Obsessive shopping tend to be a female thing, less common with men. I wonder why? Whatever the reason, when your spending habits are out of control, it might help to set up your own support group.
Most of the time, when you live an ordinary busy life, you don’t get to see your friends anywhere near often enough. But friends are wonderful things. You know what it’s like: you’re feeling miserable, but a good chat with your mates helps no end and you leave feeling uplifted, as if you’re not alone, supported and loved, with plenty of goodwill behind you and good people rallying you on.
So… get your diary out, call your friends and set a date for a regular afternoon or evening together, to discuss your problems and enlist their help. One of the best things is realising you’re not alone, not the only one who can’t go down town without coming back laden with stuff you actually don’t want or need. You just adore the thrill of spending far too much, like millions of others.

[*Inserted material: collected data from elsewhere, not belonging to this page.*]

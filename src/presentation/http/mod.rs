pub mod auth;
pub mod cors;
pub mod dispatch;
pub mod errors;
pub mod health;
pub mod middleware;
pub mod openapi;
pub mod rpc;

use axum::extract::DefaultBodyLimit;
use axum::{Router, middleware::from_fn, middleware::from_fn_with_state, routing::get};
use tower_http::trace::TraceLayer;

use crate::bootstrap::app_context::AppContext;

/// Full HTTP surface. Layers run outside-in: trace span, request log, CORS,
/// panic guard, then the dispatch pipeline in front of the plain routes.
pub fn router(ctx: AppContext) -> Router {
    Router::new()
        .route("/", get(health::ok))
        .route("/health", get(health::health))
        .fallback(errors::not_found)
        .layer(from_fn_with_state(ctx.clone(), dispatch::route_request))
        .layer(from_fn_with_state(
            ctx.cfg.is_production,
            middleware::catch_panic,
        ))
        .layer(from_fn_with_state(ctx.cors(), cors::apply_cors))
        .layer(from_fn(middleware::log_request))
        .layer(DefaultBodyLimit::max(ctx.cfg.request_body_limit))
        .layer(TraceLayer::new_for_http().make_span_with(middleware::make_span))
        .with_state(ctx)
}
use std::collections::HashMap;
use std::sync::Arc;

use async_trait::async_trait;
use axum::Json;
use axum::body::{Body, to_bytes};
use axum::extract::{Query, Request};
use axum::http::{Method, StatusCode, Uri};
use axum::response::{IntoResponse, Response};
use http_body_util::LengthLimitError;
use serde_json::{Value, json};

use crate::application::dispatch::{Dispatch, DispatchStrategy, StrategyError};
use crate::application::procedures::{ProcedureError, ProcedureRouter};
use crate::application::request_context::RequestContext;
use crate::presentation::http::errors::DefinedError;

/// Procedure name addressed by `path` under `prefix`, if any.
pub(crate) fn procedure_name<'a>(path: &'a str, prefix: &str) -> Option<&'a str> {
    let name = path.strip_prefix(prefix)?.trim_matches('/');
    if name.is_empty() { None } else { Some(name) }
}

pub(crate) fn defined_error(err: &ProcedureError) -> DefinedError {
    DefinedError {
        defined: false,
        code: err.code().to_string(),
        status: err.status().as_u16(),
        message: err.to_string(),
    }
}

/// Reads and parses a JSON body; an empty body is `None`.
pub(crate) async fn read_json_body(
    body: Body,
    limit: usize,
) -> Result<Option<Value>, ProcedureError> {
    let bytes = to_bytes(body, limit).await.map_err(|e| {
        let inner = e.into_inner();
        if inner.downcast_ref::<LengthLimitError>().is_some() {
            ProcedureError::PayloadTooLarge(limit)
        } else {
            ProcedureError::BadRequest(format!("unreadable request body: {inner}"))
        }
    })?;
    if bytes.iter().all(u8::is_ascii_whitespace) {
        return Ok(None);
    }
    serde_json::from_slice(&bytes)
        .map(Some)
        .map_err(|e| ProcedureError::BadRequest(format!("malformed JSON body: {e}")))
}

/// Serves procedures using the `{"json": ...}` envelope on both directions.
pub struct RpcStrategy {
    procedures: Arc<ProcedureRouter>,
    body_limit: usize,
}

impl RpcStrategy {
    pub fn new(procedures: Arc<ProcedureRouter>, body_limit: usize) -> Self {
        Self {
            procedures,
            body_limit,
        }
    }

    fn unwrap_envelope(value: Option<Value>) -> Result<Value, String> {
        match value {
            None => Ok(Value::Null),
            Some(Value::Object(mut map)) => Ok(map.remove("json").unwrap_or(Value::Null)),
            Some(_) => Err("expected an object envelope with a `json` field".into()),
        }
    }

    fn input_from_query(uri: &Uri) -> Result<Value, String> {
        let Query(params) = Query::<HashMap<String, String>>::try_from_uri(uri)
            .map_err(|e| format!("malformed query string: {e}"))?;
        let envelope = match params.get("data") {
            Some(raw) => Some(
                serde_json::from_str(raw).map_err(|e| format!("malformed `data` parameter: {e}"))?,
            ),
            None => None,
        };
        Self::unwrap_envelope(envelope)
    }

    fn error_response(err: &ProcedureError) -> Response {
        (err.status(), Json(json!({ "json": defined_error(err) }))).into_response()
    }
}

#[async_trait]
impl DispatchStrategy for RpcStrategy {
    fn name(&self) -> &'static str {
        "rpc"
    }

    async fn attempt(
        &self,
        req: Request,
        prefix: &str,
        ctx: &RequestContext,
    ) -> Result<Dispatch, StrategyError> {
        let method = req.method().clone();
        if method != Method::GET && method != Method::POST {
            return Ok(Dispatch::Unmatched(req));
        }
        let Some(procedure) =
            procedure_name(req.uri().path(), prefix).and_then(|n| self.procedures.get(n))
        else {
            return Ok(Dispatch::Unmatched(req));
        };

        let input = if method == Method::GET {
            Self::input_from_query(req.uri()).map_err(ProcedureError::BadRequest)
        } else {
            read_json_body(req.into_body(), self.body_limit)
                .await
                .and_then(|value| Self::unwrap_envelope(value).map_err(ProcedureError::BadRequest))
        };
        let input = match input {
            Ok(v) => v,
            Err(err) => return Ok(Dispatch::Matched(Self::error_response(&err))),
        };

        match procedure.invoke(ctx, input).await {
            Ok(output) => Ok(Dispatch::Matched(
                (StatusCode::OK, Json(json!({ "json": output }))).into_response(),
            )),
            Err(ProcedureError::Internal(e)) => {
                tracing::error!(procedure = procedure.name(), error = ?e, "rpc_handler_error");
                Err(StrategyError::new(self.name(), e))
            }
            Err(defined) => Ok(Dispatch::Matched(Self::error_response(&defined))),
        }
    }
}
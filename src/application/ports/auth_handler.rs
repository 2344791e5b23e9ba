use async_trait::async_trait;
use axum::extract::Request;
use axum::response::Response;

/// Owner of the `/api/auth/*` surface. Requests under that prefix are
/// handed over whole and its response is returned as-is.
#[async_trait]
pub trait AuthHandler: Send + Sync {
    async fn handle(&self, req: Request) -> Response;
}
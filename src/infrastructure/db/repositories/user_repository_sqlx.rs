use async_trait::async_trait;
use sqlx::Row;
use sqlx::postgres::PgRow;
use uuid::Uuid;

use crate::application::ports::user_repository::{UserRepository, UserRow};
use crate::infrastructure::db::PgPool;

pub struct SqlxUserRepository {
    pub pool: PgPool,
}

impl SqlxUserRepository {
    pub fn new(pool: PgPool) -> Self {
        Self { pool }
    }
}

fn map_row(r: &PgRow, with_hash: bool) -> UserRow {
    UserRow {
        id: r.get("id"),
        name: r.get("name"),
        email: r.get("email"),
        email_verified: r.get("email_verified"),
        password_hash: if with_hash {
            r.try_get("password_hash").ok().flatten()
        } else {
            None
        },
        created_at: r.get("created_at"),
        updated_at: r.get("updated_at"),
    }
}

#[async_trait]
impl UserRepository for SqlxUserRepository {
    async fn create_user(
        &self,
        name: &str,
        email: &str,
        password_hash: &str,
    ) -> anyhow::Result<Option<UserRow>> {
        let inserted = sqlx::query(
            r#"INSERT INTO users (id, name, email, password_hash) VALUES ($1, $2, $3, $4)
               RETURNING id, name, email, email_verified, password_hash, created_at, updated_at"#,
        )
        .bind(Uuid::new_v4())
        .bind(name)
        .bind(email)
        .bind(password_hash)
        .fetch_one(&self.pool)
        .await;
        match inserted {
            Ok(row) => Ok(Some(map_row(&row, true))),
            Err(sqlx::Error::Database(e)) if e.is_unique_violation() => Ok(None),
            Err(e) => Err(e.into()),
        }
    }

    async fn find_by_email(&self, email: &str) -> anyhow::Result<Option<UserRow>> {
        let row = sqlx::query(
            r#"SELECT id, name, email, email_verified, password_hash, created_at, updated_at
               FROM users WHERE email = $1"#,
        )
        .bind(email)
        .fetch_optional(&self.pool)
        .await?;
        Ok(row.map(|r| map_row(&r, true)))
    }

    async fn find_by_id(&self, id: Uuid) -> anyhow::Result<Option<UserRow>> {
        let row = sqlx::query(
            r#"SELECT id, name, email, email_verified, created_at, updated_at
               FROM users WHERE id = $1"#,
        )
        .bind(id)
        .fetch_optional(&self.pool)
        .await?;
        Ok(row.map(|r| map_row(&r, false)))
    }
}
pub mod db;
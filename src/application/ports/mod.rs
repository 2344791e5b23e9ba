pub mod auth_handler;
pub mod session_lookup;
pub mod session_repository;
pub mod store_health;
pub mod user_repository;
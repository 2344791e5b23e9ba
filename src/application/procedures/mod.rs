use std::collections::BTreeMap;
use std::future::Future;
use std::sync::Arc;

use futures_util::FutureExt;
use futures_util::future::BoxFuture;
use http::StatusCode;
use serde_json::Value;

use crate::application::request_context::RequestContext;

pub mod app_router;

#[derive(Debug, thiserror::Error)]
pub enum ProcedureError {
    #[error("Unauthorized")]
    Unauthorized,
    #[error("{0}")]
    BadRequest(String),
    #[error("request body exceeds {0} bytes")]
    PayloadTooLarge(usize),
    #[error(transparent)]
    Internal(#[from] anyhow::Error),
}

impl ProcedureError {
    pub fn code(&self) -> &'static str {
        match self {
            ProcedureError::Unauthorized => "UNAUTHORIZED",
            ProcedureError::BadRequest(_) => "BAD_REQUEST",
            ProcedureError::PayloadTooLarge(_) => "PAYLOAD_TOO_LARGE",
            ProcedureError::Internal(_) => "INTERNAL_SERVER_ERROR",
        }
    }

    pub fn status(&self) -> StatusCode {
        match self {
            ProcedureError::Unauthorized => StatusCode::UNAUTHORIZED,
            ProcedureError::BadRequest(_) => StatusCode::BAD_REQUEST,
            ProcedureError::PayloadTooLarge(_) => StatusCode::PAYLOAD_TOO_LARGE,
            ProcedureError::Internal(_) => StatusCode::INTERNAL_SERVER_ERROR,
        }
    }
}

#[derive(Debug, Clone, Copy, PartialEq, Eq)]
pub enum Access {
    Public,
    Protected,
}

type Handler =
    Arc<dyn Fn(RequestContext, Value) -> BoxFuture<'static, Result<Value, ProcedureError>> + Send + Sync>;

#[derive(Clone)]
pub struct Procedure {
    name: String,
    summary: String,
    access: Access,
    handler: Handler,
}

impl Procedure {
    pub fn name(&self) -> &str {
        &self.name
    }

    pub fn summary(&self) -> &str {
        &self.summary
    }

    pub fn access(&self) -> Access {
        self.access
    }

    pub async fn invoke(&self, ctx: &RequestContext, input: Value) -> Result<Value, ProcedureError> {
        if self.access == Access::Protected && !ctx.is_authenticated() {
            return Err(ProcedureError::Unauthorized);
        }
        (self.handler)(ctx.clone(), input).await
    }
}

impl std::fmt::Debug for Procedure {
    fn fmt(&self, f: &mut std::fmt::Formatter<'_>) -> std::fmt::Result {
        f.debug_struct("Procedure")
            .field("name", &self.name)
            .field("access", &self.access)
            .finish()
    }
}

/// Immutable registry of named procedures shared by the RPC and OpenAPI
/// transports.
#[derive(Debug, Clone, Default)]
pub struct ProcedureRouter {
    procedures: BTreeMap<String, Procedure>,
}

impl ProcedureRouter {
    pub fn new() -> Self {
        Self::default()
    }

    pub fn public<F, Fut>(self, name: &str, summary: &str, handler: F) -> Self
    where
        F: Fn(RequestContext, Value) -> Fut + Send + Sync + 'static,
        Fut: Future<Output = Result<Value, ProcedureError>> + Send + 'static,
    {
        self.register(name, summary, Access::Public, handler)
    }

    pub fn protected<F, Fut>(self, name: &str, summary: &str, handler: F) -> Self
    where
        F: Fn(RequestContext, Value) -> Fut + Send + Sync + 'static,
        Fut: Future<Output = Result<Value, ProcedureError>> + Send + 'static,
    {
        self.register(name, summary, Access::Protected, handler)
    }

    fn register<F, Fut>(mut self, name: &str, summary: &str, access: Access, handler: F) -> Self
    where
        F: Fn(RequestContext, Value) -> Fut + Send + Sync + 'static,
        Fut: Future<Output = Result<Value, ProcedureError>> + Send + 'static,
    {
        let name = name.trim_matches('/').to_string();
        let handler: Handler = Arc::new(move |ctx, input| handler(ctx, input).boxed());
        self.procedures.insert(
            name.clone(),
            Procedure {
                name,
                summary: summary.to_string(),
                access,
                handler,
            },
        );
        self
    }

    pub fn get(&self, name: &str) -> Option<&Procedure> {
        self.procedures.get(name.trim_matches('/'))
    }

    pub fn iter(&self) -> impl Iterator<Item = &Procedure> {
        self.procedures.values()
    }

    pub fn len(&self) -> usize {
        self.procedures.len()
    }

    pub fn is_empty(&self) -> bool {
        self.procedures.is_empty()
    }
}
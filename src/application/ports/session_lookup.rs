use async_trait::async_trait;
use http::HeaderMap;

use crate::domain::auth::session::AuthSession;

/// Resolves the caller's session from request headers.
///
/// `Ok(None)` means the caller is anonymous; `Err` means the store could not
/// answer. Callers on the request path treat both the same way.
#[async_trait]
pub trait SessionLookup: Send + Sync {
    async fn get_session(&self, headers: &HeaderMap) -> anyhow::Result<Option<AuthSession>>;
}
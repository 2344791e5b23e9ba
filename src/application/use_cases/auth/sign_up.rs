use argon2::{
    Argon2,
    password_hash::{PasswordHasher, SaltString},
};
use password_hash::rand_core::OsRng;

use super::{AuthError, MIN_PASSWORD_LEN, SignedIn, generate_session_token};
use crate::application::ports::session_repository::{SessionOrigin, SessionRepository};
use crate::application::ports::user_repository::UserRepository;
use crate::domain::auth::user::User;

pub struct SignUp<'a, U: UserRepository + ?Sized, S: SessionRepository + ?Sized> {
    pub users: &'a U,
    pub sessions: &'a S,
    pub session_ttl: chrono::Duration,
}

#[derive(Debug, Clone)]
pub struct SignUpRequest {
    pub name: String,
    pub email: String,
    pub password: String,
    pub origin: SessionOrigin,
}

impl<'a, U, S> SignUp<'a, U, S>
where
    U: UserRepository + ?Sized,
    S: SessionRepository + ?Sized,
{
    pub async fn execute(&self, req: &SignUpRequest) -> Result<SignedIn, AuthError> {
        let name = req.name.trim();
        let email = User::normalize_email(&req.email);
        if name.is_empty() {
            return Err(AuthError::InvalidInput("name is required".into()));
        }
        if !email.contains('@') {
            return Err(AuthError::InvalidInput("email is invalid".into()));
        }
        if req.password.chars().count() < MIN_PASSWORD_LEN {
            return Err(AuthError::InvalidInput(format!(
                "password must be at least {MIN_PASSWORD_LEN} characters"
            )));
        }
        if self.users.find_by_email(&email).await?.is_some() {
            return Err(AuthError::UserAlreadyExists);
        }

        let salt = SaltString::generate(&mut OsRng);
        let hash = Argon2::default()
            .hash_password(req.password.as_bytes(), &salt)
            .map_err(|e| anyhow::anyhow!(e.to_string()))?
            .to_string();
        // A concurrent sign-up can take the email between the check and the insert.
        let user: User = self
            .users
            .create_user(name, &email, &hash)
            .await?
            .ok_or(AuthError::UserAlreadyExists)?
            .into();

        let token = generate_session_token();
        let expires_at = chrono::Utc::now() + self.session_ttl;
        let session = self
            .sessions
            .create_session(user.id, &token, expires_at, &req.origin)
            .await?;
        tracing::info!(user_id = %user.id, "user_signed_up");
        Ok(SignedIn {
            token,
            session,
            user,
        })
    }
}

#[cfg(test)]
mod tests {
    use async_trait::async_trait;
    use uuid::Uuid;

    use super::*;
    use crate::application::ports::user_repository::UserRow;
    use crate::test_support::{InMemorySessions, InMemoryUsers};

    /// Loses every insert to a concurrent writer of the same email.
    struct RacingUsers;

    #[async_trait]
    impl UserRepository for RacingUsers {
        async fn create_user(&self, _: &str, _: &str, _: &str) -> anyhow::Result<Option<UserRow>> {
            Ok(None)
        }

        async fn find_by_email(&self, _: &str) -> anyhow::Result<Option<UserRow>> {
            Ok(None)
        }

        async fn find_by_id(&self, _: Uuid) -> anyhow::Result<Option<UserRow>> {
            Ok(None)
        }
    }

    fn request(email: &str, password: &str) -> SignUpRequest {
        SignUpRequest {
            name: "Ada".into(),
            email: email.into(),
            password: password.into(),
            origin: SessionOrigin::default(),
        }
    }

    #[tokio::test]
    async fn creates_user_and_session() {
        let users = InMemoryUsers::default();
        let sessions = InMemorySessions::default();
        let uc = SignUp {
            users: &users,
            sessions: &sessions,
            session_ttl: chrono::Duration::days(7),
        };
        let out = uc
            .execute(&request(" Ada@Example.com ", "correct horse"))
            .await
            .unwrap();
        assert_eq!(out.user.email, "ada@example.com");
        assert_eq!(out.session.user_id, out.user.id);
        assert_eq!(out.session.token, out.token);
        assert!(sessions.find_by_token(&out.token).await.unwrap().is_some());
    }

    #[tokio::test]
    async fn rejects_duplicate_email() {
        let users = InMemoryUsers::default();
        let sessions = InMemorySessions::default();
        let uc = SignUp {
            users: &users,
            sessions: &sessions,
            session_ttl: chrono::Duration::days(7),
        };
        uc.execute(&request("ada@example.com", "correct horse"))
            .await
            .unwrap();
        let err = uc
            .execute(&request("ADA@example.com", "another secret"))
            .await
            .unwrap_err();
        assert!(matches!(err, AuthError::UserAlreadyExists));
    }

    #[tokio::test]
    async fn insert_conflict_is_reported_as_existing_user() {
        let sessions = InMemorySessions::default();
        let uc = SignUp {
            users: &RacingUsers,
            sessions: &sessions,
            session_ttl: chrono::Duration::days(7),
        };
        let err = uc
            .execute(&request("ada@example.com", "correct horse"))
            .await
            .unwrap_err();
        assert!(matches!(err, AuthError::UserAlreadyExists));
        assert_eq!(err.code(), "USER_ALREADY_EXISTS");
    }

    #[tokio::test]
    async fn rejects_short_password() {
        let users = InMemoryUsers::default();
        let sessions = InMemorySessions::default();
        let uc = SignUp {
            users: &users,
            sessions: &sessions,
            session_ttl: chrono::Duration::days(7),
        };
        let err = uc
            .execute(&request("ada@example.com", "short"))
            .await
            .unwrap_err();
        assert!(matches!(err, AuthError::InvalidInput(_)));
    }
}
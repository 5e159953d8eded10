// =============================================================================
// Bus events — JSON envelope and typed payload views
// =============================================================================
//
// Everything on the bus is `{"type": ..., "payload": {...}}`. Producers build
// payloads from typed structs; consumers decode the view they need and drop
// events that do not validate rather than crashing the loop.
// =============================================================================

use serde::{Deserialize, Serialize};

// Event type names carried in the envelope.
pub const EVENT_MARKET_DATA: &str = "market_data";
pub const EVENT_SIGNAL: &str = "signal";
pub const EVENT_APPROVED_SIGNAL: &str = "approved_signal";
pub const EVENT_ORDER: &str = "order";
pub const EVENT_EXECUTION: &str = "execution";
pub const EVENT_REINSTALL_STOP: &str = "reinstall_stop";

/// Envelope for every message on the bus.
#[derive(Debug, Clone, PartialEq, Serialize, Deserialize)]
pub struct Event {
    #[serde(rename = "type")]
    pub event_type: String,
    pub payload: serde_json::Value,
}

impl Event {
    pub fn new(event_type: impl Into<String>, payload: serde_json::Value) -> Self {
        Self {
            event_type: event_type.into(),
            payload,
        }
    }

    /// Build an event from any serialisable payload struct.
    pub fn from_payload<T: Serialize>(
        event_type: &str,
        payload: &T,
    ) -> Result<Self, serde_json::Error> {
        Ok(Self::new(event_type, serde_json::to_value(payload)?))
    }

    pub fn dumps(&self) -> Result<Vec<u8>, serde_json::Error> {
        serde_json::to_vec(self)
    }

    pub fn from_bytes(data: &[u8]) -> Result<Self, serde_json::Error> {
        serde_json::from_slice(data)
    }

    /// Decode the payload into a typed view.
    pub fn decode<T: for<'de> Deserialize<'de>>(&self) -> Result<T, serde_json::Error> {
        serde_json::from_value(self.payload.clone())
    }
}

// ---------------------------------------------------------------------------
// Payload shapes
// ---------------------------------------------------------------------------

/// One poll's worth of OHLCV rows for a single (exchange, symbol).
/// Rows are `[ts_ms, open, high, low, close, volume]`.
#[derive(Debug, Clone, PartialEq, Serialize, Deserialize)]
pub struct MarketDataPayload {
    pub exchange: String,
    pub symbol: String,
    pub timeframe: String,
    pub data: Vec<[f64; 6]>,
    /// RFC 3339, always tz-aware.
    pub timestamp: String,
}

impl MarketDataPayload {
    pub fn latest_close(&self) -> Option<f64> {
        self.data.last().map(|row| row[4])
    }

    /// Millisecond timestamp of the most recent candle.
    pub fn latest_candle_ts_ms(&self) -> Option<i64> {
        self.data.last().map(|row| row[0] as i64)
    }
}

/// Risk parameters proposed by the strategy alongside a signal.
#[derive(Debug, Clone, Copy, PartialEq, Default, Serialize, Deserialize)]
pub struct SignalRisk {
    #[serde(default)]
    pub stop_distance: Option<f64>,
    #[serde(default)]
    pub position_size: Option<f64>,
}

/// A candidate trade emitted by a strategy.
#[derive(Debug, Clone, PartialEq, Serialize, Deserialize)]
pub struct SignalPayload {
    pub strategy: String,
    pub exchange: String,
    pub symbol: String,
    /// "buy" or "sell".
    pub decision: String,
    #[serde(default)]
    pub confidence: f64,
    pub price: f64,
    /// Nanosecond timestamp of the candle that produced the signal; the
    /// execution layer derives client order ids from it, so replays of the
    /// same signal regenerate the same ids.
    #[serde(default)]
    pub timestamp_ns: Option<i64>,
    #[serde(default)]
    pub risk: Option<SignalRisk>,
    #[serde(default)]
    pub risk_approved: bool,
}

impl SignalPayload {
    /// Validated (stop_distance, position_size), both present and positive.
    pub fn checked_risk(&self) -> Option<(f64, f64)> {
        let risk = self.risk.as_ref()?;
        match (risk.stop_distance, risk.position_size) {
            (Some(stop), Some(size)) if stop > 0.0 && size > 0.0 => Some((stop, size)),
            _ => None,
        }
    }
}

/// Repair request published by the reconciler when a protective stop is
/// missing on the venue.
#[derive(Debug, Clone, PartialEq, Serialize, Deserialize)]
pub struct ReinstallStopPayload {
    pub symbol: String,
    pub exchange: String,
    pub strategy: String,
    pub quantity: f64,
    pub stop_price: f64,
}

// =============================================================================
// Tests
// =============================================================================
#[cfg(test)]
mod tests {
    use super::*;
    use serde_json::json;

    #[test]
    fn dumps_from_bytes_round_trips_byte_identically() {
        let event = Event::new(
            EVENT_SIGNAL,
            json!({
                "strategy": "trend",
                "exchange": "binanceusdm",
                "symbol": "BTC/USDT",
                "decision": "buy",
                "confidence": 0.6,
                "price": 105.0,
                "risk": {"stop_distance": 4.0, "position_size": 500.0}
            }),
        );
        let first = event.dumps().unwrap();
        let reparsed = Event::from_bytes(&first).unwrap();
        assert_eq!(reparsed, event);
        assert_eq!(reparsed.dumps().unwrap(), first);
    }

    #[test]
    fn envelope_uses_type_and_payload_keys() {
        let event = Event::new(EVENT_MARKET_DATA, json!({"symbol": "BTC/USDT"}));
        let raw: serde_json::Value =
            serde_json::from_slice(&event.dumps().unwrap()).unwrap();
        assert_eq!(raw["type"], "market_data");
        assert_eq!(raw["payload"]["symbol"], "BTC/USDT");
    }

    #[test]
    fn signal_payload_decodes_and_validates_risk() {
        let event = Event::new(
            EVENT_SIGNAL,
            json!({
                "strategy": "trend",
                "exchange": "binanceusdm",
                "symbol": "BTC/USDT",
                "decision": "buy",
                "confidence": 0.6,
                "price": 105.0,
                "timestamp_ns": 1_700_000_000_000_000_000_i64,
                "risk": {"stop_distance": 4.0, "position_size": 500.0}
            }),
        );
        let signal: SignalPayload = event.decode().unwrap();
        assert_eq!(signal.checked_risk(), Some((4.0, 500.0)));
        assert!(!signal.risk_approved);
    }

    #[test]
    fn missing_or_non_positive_risk_fails_validation() {
        let no_risk: SignalPayload = serde_json::from_value(json!({
            "strategy": "trend", "exchange": "x", "symbol": "s",
            "decision": "buy", "price": 1.0
        }))
        .unwrap();
        assert_eq!(no_risk.checked_risk(), None);

        let zero_stop: SignalPayload = serde_json::from_value(json!({
            "strategy": "trend", "exchange": "x", "symbol": "s",
            "decision": "buy", "price": 1.0,
            "risk": {"stop_distance": 0.0, "position_size": 10.0}
        }))
        .unwrap();
        assert_eq!(zero_stop.checked_risk(), None);
    }

    #[test]
    fn market_data_payload_exposes_latest_candle() {
        let payload = MarketDataPayload {
            exchange: "binanceusdm".into(),
            symbol: "BTC/USDT".into(),
            timeframe: "1m".into(),
            data: vec![
                [1_700_000_000_000.0, 1.0, 2.0, 0.5, 1.5, 10.0],
                [1_700_000_060_000.0, 1.5, 2.5, 1.0, 2.0, 12.0],
            ],
            timestamp: "2023-11-14T22:13:20+00:00".into(),
        };
        assert_eq!(payload.latest_close(), Some(2.0));
        assert_eq!(payload.latest_candle_ts_ms(), Some(1_700_000_060_000));
    }
}
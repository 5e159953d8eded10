//! Meridian — an event-driven trading pipeline.
//!
//! Five long-lived services (data, strategy, risk, execution,
//! reconciliation) communicate over ordered, resumable streams and share a
//! relational store of orders, positions, and account snapshots. The risk
//! layer bounds portfolio heat, the execution layer submits idempotent
//! orders with mandatory protective stops, and the reconciler continuously
//! audits local bookkeeping against venue reality.

pub mod bus;
pub mod config;
pub mod events;
pub mod exchange;
pub mod indicators;
pub mod models;
pub mod order_ids;
pub mod risk;
pub mod services;
pub mod store;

If you meet up at someone’s house, away from the shops, on a Saturday or Sunday – the worst danger zones when you work during the week – you’re already in a position of relative safety.
Here are some ideas about what to discuss:
- examine the size and shape of your problem in detail
- explore why you feel the need to spend money all the time – is it a frivolous impulse or is it hiding something more fundamental, an emotional issue you’re avoiding?
- get your friends to dream up ideas to help you cut down on splurges
- set up a system where you can phone or pop round if you’re feeling particularly vulnerable, so they can talk you back down to earth
- meet up in town and help each other resist shopping, focusing on window shopping instead
If you’re still troubled, why not try hypnotherapy? It’s an excellent way to stop smoking, lose weight, deal with various emotional issues like stress at work, and there’s no reason why it shouldn’t also help you deal with your retail obsession too.